-- YOUR OBJECTIVE --
What do the lines from the top of the data through the line with "use crate::application::history::EntryHistory;" say? Quote them exactly and include both ends.

(Records from a dataset)
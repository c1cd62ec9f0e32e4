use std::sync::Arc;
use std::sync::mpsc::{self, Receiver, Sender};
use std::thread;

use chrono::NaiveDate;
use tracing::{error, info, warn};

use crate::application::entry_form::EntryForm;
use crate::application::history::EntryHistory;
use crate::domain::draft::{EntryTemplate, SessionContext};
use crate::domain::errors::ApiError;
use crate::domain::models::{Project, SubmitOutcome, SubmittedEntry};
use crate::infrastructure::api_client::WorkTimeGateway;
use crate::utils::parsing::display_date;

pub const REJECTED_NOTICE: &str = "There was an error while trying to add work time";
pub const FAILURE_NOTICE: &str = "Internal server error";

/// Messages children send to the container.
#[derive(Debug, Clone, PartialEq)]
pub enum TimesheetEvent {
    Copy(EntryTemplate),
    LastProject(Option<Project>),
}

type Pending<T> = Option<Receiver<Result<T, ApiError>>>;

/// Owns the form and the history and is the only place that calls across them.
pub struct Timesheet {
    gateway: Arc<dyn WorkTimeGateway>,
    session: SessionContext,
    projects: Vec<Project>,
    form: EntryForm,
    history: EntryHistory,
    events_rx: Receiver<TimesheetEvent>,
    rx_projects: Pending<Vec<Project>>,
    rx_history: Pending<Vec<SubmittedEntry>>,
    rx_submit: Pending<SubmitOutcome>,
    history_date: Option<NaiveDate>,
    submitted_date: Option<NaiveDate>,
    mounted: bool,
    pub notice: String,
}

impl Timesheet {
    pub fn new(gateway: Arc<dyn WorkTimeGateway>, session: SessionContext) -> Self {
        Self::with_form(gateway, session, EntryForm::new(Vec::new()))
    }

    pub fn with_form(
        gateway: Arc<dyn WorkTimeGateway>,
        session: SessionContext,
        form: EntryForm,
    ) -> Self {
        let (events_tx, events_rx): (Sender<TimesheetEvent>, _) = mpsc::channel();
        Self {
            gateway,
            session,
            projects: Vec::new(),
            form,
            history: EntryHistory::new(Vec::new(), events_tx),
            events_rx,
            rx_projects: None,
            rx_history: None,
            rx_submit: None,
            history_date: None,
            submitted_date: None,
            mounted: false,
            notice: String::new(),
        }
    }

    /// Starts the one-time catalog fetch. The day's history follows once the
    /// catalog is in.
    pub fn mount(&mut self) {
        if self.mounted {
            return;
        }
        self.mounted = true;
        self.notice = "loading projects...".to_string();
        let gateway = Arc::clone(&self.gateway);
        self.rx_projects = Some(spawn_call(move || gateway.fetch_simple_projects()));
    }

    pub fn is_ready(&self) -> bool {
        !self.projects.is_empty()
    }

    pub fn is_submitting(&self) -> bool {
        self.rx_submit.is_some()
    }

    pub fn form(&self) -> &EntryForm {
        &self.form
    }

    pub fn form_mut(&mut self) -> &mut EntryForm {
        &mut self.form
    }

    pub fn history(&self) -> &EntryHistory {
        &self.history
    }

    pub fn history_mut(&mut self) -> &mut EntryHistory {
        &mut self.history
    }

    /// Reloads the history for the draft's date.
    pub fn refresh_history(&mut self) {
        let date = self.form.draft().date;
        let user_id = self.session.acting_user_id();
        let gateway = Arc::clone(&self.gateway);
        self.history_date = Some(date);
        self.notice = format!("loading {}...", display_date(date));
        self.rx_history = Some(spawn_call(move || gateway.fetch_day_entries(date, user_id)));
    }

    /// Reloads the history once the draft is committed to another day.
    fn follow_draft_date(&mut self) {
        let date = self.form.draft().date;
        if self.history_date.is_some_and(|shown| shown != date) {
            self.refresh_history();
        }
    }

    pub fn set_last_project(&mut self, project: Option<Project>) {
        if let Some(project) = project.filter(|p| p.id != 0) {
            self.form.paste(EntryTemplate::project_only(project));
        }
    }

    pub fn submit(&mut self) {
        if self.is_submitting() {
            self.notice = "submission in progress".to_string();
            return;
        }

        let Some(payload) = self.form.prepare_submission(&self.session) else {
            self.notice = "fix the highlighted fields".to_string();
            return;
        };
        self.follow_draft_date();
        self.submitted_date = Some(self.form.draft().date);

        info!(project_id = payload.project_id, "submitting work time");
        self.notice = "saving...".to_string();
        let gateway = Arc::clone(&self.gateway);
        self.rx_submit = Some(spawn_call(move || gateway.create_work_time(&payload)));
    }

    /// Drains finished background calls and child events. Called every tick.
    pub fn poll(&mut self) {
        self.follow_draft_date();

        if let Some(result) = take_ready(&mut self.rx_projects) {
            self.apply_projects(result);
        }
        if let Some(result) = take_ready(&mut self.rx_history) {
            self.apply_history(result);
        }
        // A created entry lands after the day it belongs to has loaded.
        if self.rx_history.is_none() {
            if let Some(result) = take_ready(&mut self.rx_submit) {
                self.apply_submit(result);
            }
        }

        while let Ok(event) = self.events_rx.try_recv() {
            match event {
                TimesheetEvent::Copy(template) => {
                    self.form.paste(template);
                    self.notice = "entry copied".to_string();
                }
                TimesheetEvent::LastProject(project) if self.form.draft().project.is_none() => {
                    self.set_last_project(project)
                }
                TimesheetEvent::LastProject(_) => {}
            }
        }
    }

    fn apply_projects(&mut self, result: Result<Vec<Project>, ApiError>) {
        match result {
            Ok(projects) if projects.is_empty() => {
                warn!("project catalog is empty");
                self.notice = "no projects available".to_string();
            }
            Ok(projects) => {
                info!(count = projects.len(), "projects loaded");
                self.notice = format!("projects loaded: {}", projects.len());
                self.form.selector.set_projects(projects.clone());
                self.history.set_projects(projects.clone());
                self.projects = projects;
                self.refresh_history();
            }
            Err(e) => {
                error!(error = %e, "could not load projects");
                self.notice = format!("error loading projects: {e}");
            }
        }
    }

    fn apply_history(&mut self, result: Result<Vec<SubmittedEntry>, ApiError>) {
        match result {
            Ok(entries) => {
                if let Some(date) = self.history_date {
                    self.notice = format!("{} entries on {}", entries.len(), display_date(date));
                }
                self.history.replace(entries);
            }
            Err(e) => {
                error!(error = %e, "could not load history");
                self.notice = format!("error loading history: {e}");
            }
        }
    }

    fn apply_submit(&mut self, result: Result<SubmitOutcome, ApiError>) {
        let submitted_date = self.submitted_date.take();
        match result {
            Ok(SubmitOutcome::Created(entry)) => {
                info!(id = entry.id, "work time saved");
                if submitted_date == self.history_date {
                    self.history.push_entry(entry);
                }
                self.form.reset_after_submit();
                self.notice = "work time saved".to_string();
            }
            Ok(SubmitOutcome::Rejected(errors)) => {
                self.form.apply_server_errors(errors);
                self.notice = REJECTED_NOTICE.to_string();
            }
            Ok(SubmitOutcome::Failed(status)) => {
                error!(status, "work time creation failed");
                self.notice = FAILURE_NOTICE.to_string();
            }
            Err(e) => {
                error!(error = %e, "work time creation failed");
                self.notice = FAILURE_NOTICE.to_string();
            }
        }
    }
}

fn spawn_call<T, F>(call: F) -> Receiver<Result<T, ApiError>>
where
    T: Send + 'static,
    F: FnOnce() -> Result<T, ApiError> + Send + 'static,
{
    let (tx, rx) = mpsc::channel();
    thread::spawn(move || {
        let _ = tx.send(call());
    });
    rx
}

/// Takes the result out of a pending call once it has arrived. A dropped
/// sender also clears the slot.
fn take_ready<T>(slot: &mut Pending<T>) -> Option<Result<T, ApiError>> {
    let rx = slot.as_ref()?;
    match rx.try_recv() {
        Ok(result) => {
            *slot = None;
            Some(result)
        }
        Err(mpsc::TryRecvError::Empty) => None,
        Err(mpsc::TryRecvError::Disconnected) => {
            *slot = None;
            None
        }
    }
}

-- RESULT OF THE TASK --
repository c1cd62ec9f0e32e4
use std::sync::Arc;
use std::sync::mpsc::{self, Receiver, Sender};
use std::thread;

use chrono::NaiveDate;
use tracing::{error, info, warn};

use crate::application::entry_form::EntryForm;
use crate::application::history::EntryHistory;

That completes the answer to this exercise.